I see followers looking at my post on the status of my book Time is DNA. It’s been done for two years. I hope my followers have it by now so that possibly you can look at my posts more closely. Just go to my Home page SEARCH box and search on Authors, Lisa K Townsend, or Books.
I’m currently working on The Tones of Creation. Not sure when that will be done.
I have published four books on Amazon. Just type in my name Lisa K Townsend and include the middle initial and they will come up. I put years of work into all of these books.
Healer, The Role of Intuition in the Scientific Method, Everyday Intuition, and Time is DNA. I don’t write romantic novels. LOL. I do write prose though that gets a bit hot. My next book will be The Tones of Creation which you can search on the Home Page as well. I just posted on it on January 22, 2023.
There is also a “books for sale” tab on my home page.
I’ve just added a donation button to the bottom of the homepage on the right for anyone so inclined. Just scroll down on this page. I spend at least 2 hours a day or more on this blog and I do it for my followers. I do not have the subsidy of a mate and make a modest income in my holistic business.
My passion and mission on this planet are to bring empowerment and enlightenment about our bodies to humans. In light of the ongoing onslaught against humans in politics and sickcare, I feel this blog brings a bit of information that can help you go the other way and have a better mind and body.
These are my four books for sale. The newest one is on the left. I really like all of these books. The third one includes the fascinating letter from Einstein to Roosevelt before the atomic bomb was built by the Manhattan Project. The fourth book, Healer has documentation of the crazy synchronicity around the death of my son’s father, my ex-husband and my fiance. I had finished the book and my editor asked me to include all of those events in it so they are at the end. Healer means I have healed myself, not that I heal others. I talk about we can all be healers our ourselves.
The easiest way to buy them is from Amazon. Just search on my name, Lisa K. Townsend and they will all come up.
Wow. I originally posted this on 1/22/21. So it was going on then also.
Some people who have subscribed are not getting email notices. And not as many people are responding to my posts.
I have a clue as to what that could be if it’s an organic reason. Never the less, email me if there is an issue and you want to see these posts. I post multiple things daily. You should be getting email notices if you’ve subscribed.
That’s a lot of writing but I love it. I only changed my subject matter once, about a year ago. Before I blogged on DNA as Time I was focused on Intuition, The Higher Mind and Relationships. You can click on all of those categories if you prefer that subject matter to Mayan. They are all still on here under the tab Blog posts on the Home page.
I also have a blog at https://deeptissuetherapygr.com. That is my business blog and has always been about holistic medicine, the muscles, and Reiki. I have a small business here in Grand Rapids that does pretty well! I’ve been doing it professionally since 2002.
I hope you keep following both of them and feel free to comment.
Does the life inside my head, when I’m not writing, count as my Life?
Or do I have to go outside and be around people to observe and participate in that stuff in between writing for that to count as my Life?
Or does the time I’m just being empty-headed, doing and thinking nothing and not writing count as my Life?

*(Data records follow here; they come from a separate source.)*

//! Loss-reason catalog and loss follow-up records.

use chrono::{DateTime, NaiveDate, Utc};
use rusqlite::types::Type;
use rusqlite::{Connection, OptionalExtension, Row, params};

use super::{micros, ts_column};
use crate::error::{LeadError, Result};
use crate::model::{
    CommentId, FollowUpId, FuturePossibility, LeadId, LossFollowUp, LossReason, LossReasonId,
};

const RECONTACT_DATE_FORMAT: &str = "%Y-%m-%d";

/// Fields of a follow-up that the caller supplies.
#[derive(Debug, Clone, PartialEq, Eq)]
pub struct NewFollowUp<'a> {
    pub lead_id: LeadId,
    pub loss_reason: &'a LossReason,
    pub notes: Option<&'a str>,
    pub future_possibility: FuturePossibility,
    pub recontact_on: Option<NaiveDate>,
    pub comment_id: Option<CommentId>,
    pub actor: &'a str,
}

/// Look up an active loss reason.
///
/// # Errors
///
/// Returns an error if the query fails.
pub fn get_loss_reason(conn: &Connection, id: LossReasonId) -> Result<Option<LossReason>> {
    Ok(conn
        .query_row(
            "SELECT loss_reason_id, name FROM loss_reasons \
             WHERE loss_reason_id = ?1 AND is_active = 1",
            [id],
            |row| {
                Ok(LossReason {
                    id: row.get(0)?,
                    name: row.get(1)?,
                })
            },
        )
        .optional()?)
}

/// Look up an active loss reason or fail with [`LeadError::LossReasonNotFound`].
///
/// # Errors
///
/// Returns not-found for unknown or retired reasons, or a storage error.
pub fn require_loss_reason(conn: &Connection, id: LossReasonId) -> Result<LossReason> {
    get_loss_reason(conn, id)?.ok_or(LeadError::LossReasonNotFound(id))
}

/// All active loss reasons in id order.
///
/// # Errors
///
/// Returns an error if the query fails.
pub fn list_loss_reasons(conn: &Connection) -> Result<Vec<LossReason>> {
    let mut stmt = conn.prepare(
        "SELECT loss_reason_id, name FROM loss_reasons WHERE is_active = 1 ORDER BY loss_reason_id",
    )?;
    let rows = stmt.query_map([], |row| {
        Ok(LossReason {
            id: row.get(0)?,
            name: row.get(1)?,
        })
    })?;
    let mut reasons = Vec::new();
    for row in rows {
        reasons.push(row?);
    }
    Ok(reasons)
}

fn row_to_follow_up(row: &Row<'_>) -> rusqlite::Result<LossFollowUp> {
    let possibility: String = row.get(5)?;
    let future_possibility = possibility.parse::<FuturePossibility>().map_err(|error| {
        rusqlite::Error::FromSqlConversionFailure(5, Type::Text, Box::new(error))
    })?;
    let recontact_on: Option<String> = row.get(6)?;
    let recontact_on = recontact_on
        .map(|raw| {
            NaiveDate::parse_from_str(&raw, RECONTACT_DATE_FORMAT).map_err(|error| {
                rusqlite::Error::FromSqlConversionFailure(6, Type::Text, Box::new(error))
            })
        })
        .transpose()?;

    Ok(LossFollowUp {
        id: row.get(0)?,
        lead_id: row.get(1)?,
        loss_reason_id: row.get(2)?,
        loss_reason: row.get(3)?,
        notes: row.get(4)?,
        future_possibility,
        recontact_on,
        comment_id: row.get(7)?,
        actor: row.get(8)?,
        created_at: ts_column(row, 9)?,
    })
}

const FOLLOW_UP_SELECT: &str = "SELECT f.follow_up_id, f.lead_id, f.loss_reason_id, r.name, \
     f.notes, f.future_possibility, f.recontact_on, f.comment_id, f.actor, f.created_at_us \
     FROM loss_follow_ups f INNER JOIN loss_reasons r ON r.loss_reason_id = f.loss_reason_id";

/// Record a rejection's follow-up details.
///
/// # Errors
///
/// Returns a storage error if the insert fails.
pub fn insert_follow_up(
    conn: &Connection,
    new: &NewFollowUp<'_>,
    at: DateTime<Utc>,
) -> Result<LossFollowUp> {
    let notes = new.notes.map(str::trim).filter(|n| !n.is_empty());
    let recontact_on = new
        .recontact_on
        .map(|date| date.format(RECONTACT_DATE_FORMAT).to_string());

    conn.execute(
        "INSERT INTO loss_follow_ups \
         (lead_id, loss_reason_id, notes, future_possibility, recontact_on, comment_id, actor, created_at_us) \
         VALUES (?1, ?2, ?3, ?4, ?5, ?6, ?7, ?8)",
        params![
            new.lead_id,
            new.loss_reason.id,
            notes,
            new.future_possibility.as_str(),
            recontact_on,
            new.comment_id,
            new.actor,
            micros(at),
        ],
    )?;
    let id = FollowUpId(conn.last_insert_rowid());
    let sql = format!("{FOLLOW_UP_SELECT} WHERE f.follow_up_id = ?1");
    Ok(conn.query_row(&sql, [id], row_to_follow_up)?)
}

/// Follow-ups for a lead, oldest first.
///
/// # Errors
///
/// Returns an error if the query fails.
pub fn list_follow_ups(conn: &Connection, lead_id: LeadId) -> Result<Vec<LossFollowUp>> {
    let sql =
        format!("{FOLLOW_UP_SELECT} WHERE f.lead_id = ?1 ORDER BY f.created_at_us, f.follow_up_id");
    let mut stmt = conn.prepare(&sql)?;
    let rows = stmt.query_map([lead_id], row_to_follow_up)?;
    let mut out = Vec::new();
    for row in rows {
        out.push(row?);
    }
    Ok(out)
}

I think it all counts. Thoughtforms tend to be phantasms but they’re really not ya know. The preponderance is on the action in our society but it’s not that way for writers. Thought forms are picked up by the mind and manifested into the cells of the body.
When the sky is gray, like today, or it’s snowing, all of nature brings a variation that causes lip licking and nose blowing with a temperamental euphoria that distinctly tastes like the air. I love the smell of the crisp air in Michigan winter. This is my life in between writing.
I just want to drink my Earl Grey tea and sit in my chair writing my latest musing. When my mind is swirling, my body won’t.
For now, watching the rhythmic drips from my roof out my window will do.
I roll around in my warm bed by myself like a dulcet silken bag of potential poetry spoken into an imaginary lovers ear. Or I could sing to him. I haven’t had that opportunity yet.
I’m happy…really. It’s abundant, nurturing, warm, and close to the earth.
I find the peacefulness of being by myself in a relationship with myself to be magical. I can surf the waves of words that sit below my navel and bring them up into my stomach to digest with my breakfast, then into my heart where my son, cute animals and gentle firemen reside and express it through the voice in my fingers.
Put me on a secure raft in some warm tropical waters and that’s where I am.
Sure, I have to cook, chew my food, do the dishes and take out the trash, but that is atmospheric seasoning to where my percipience is really focused.
My perception is in my body which is still feeling the dream I had last night like a crab secure in its loose-fitting, restful shell.
Only the inspiration of a local tree could suggest I stand up and walk out the door made from it’s relation. The trees get used and splintered for our delight with the fantasy of solid things. My world is really liquid, empty space full of potential.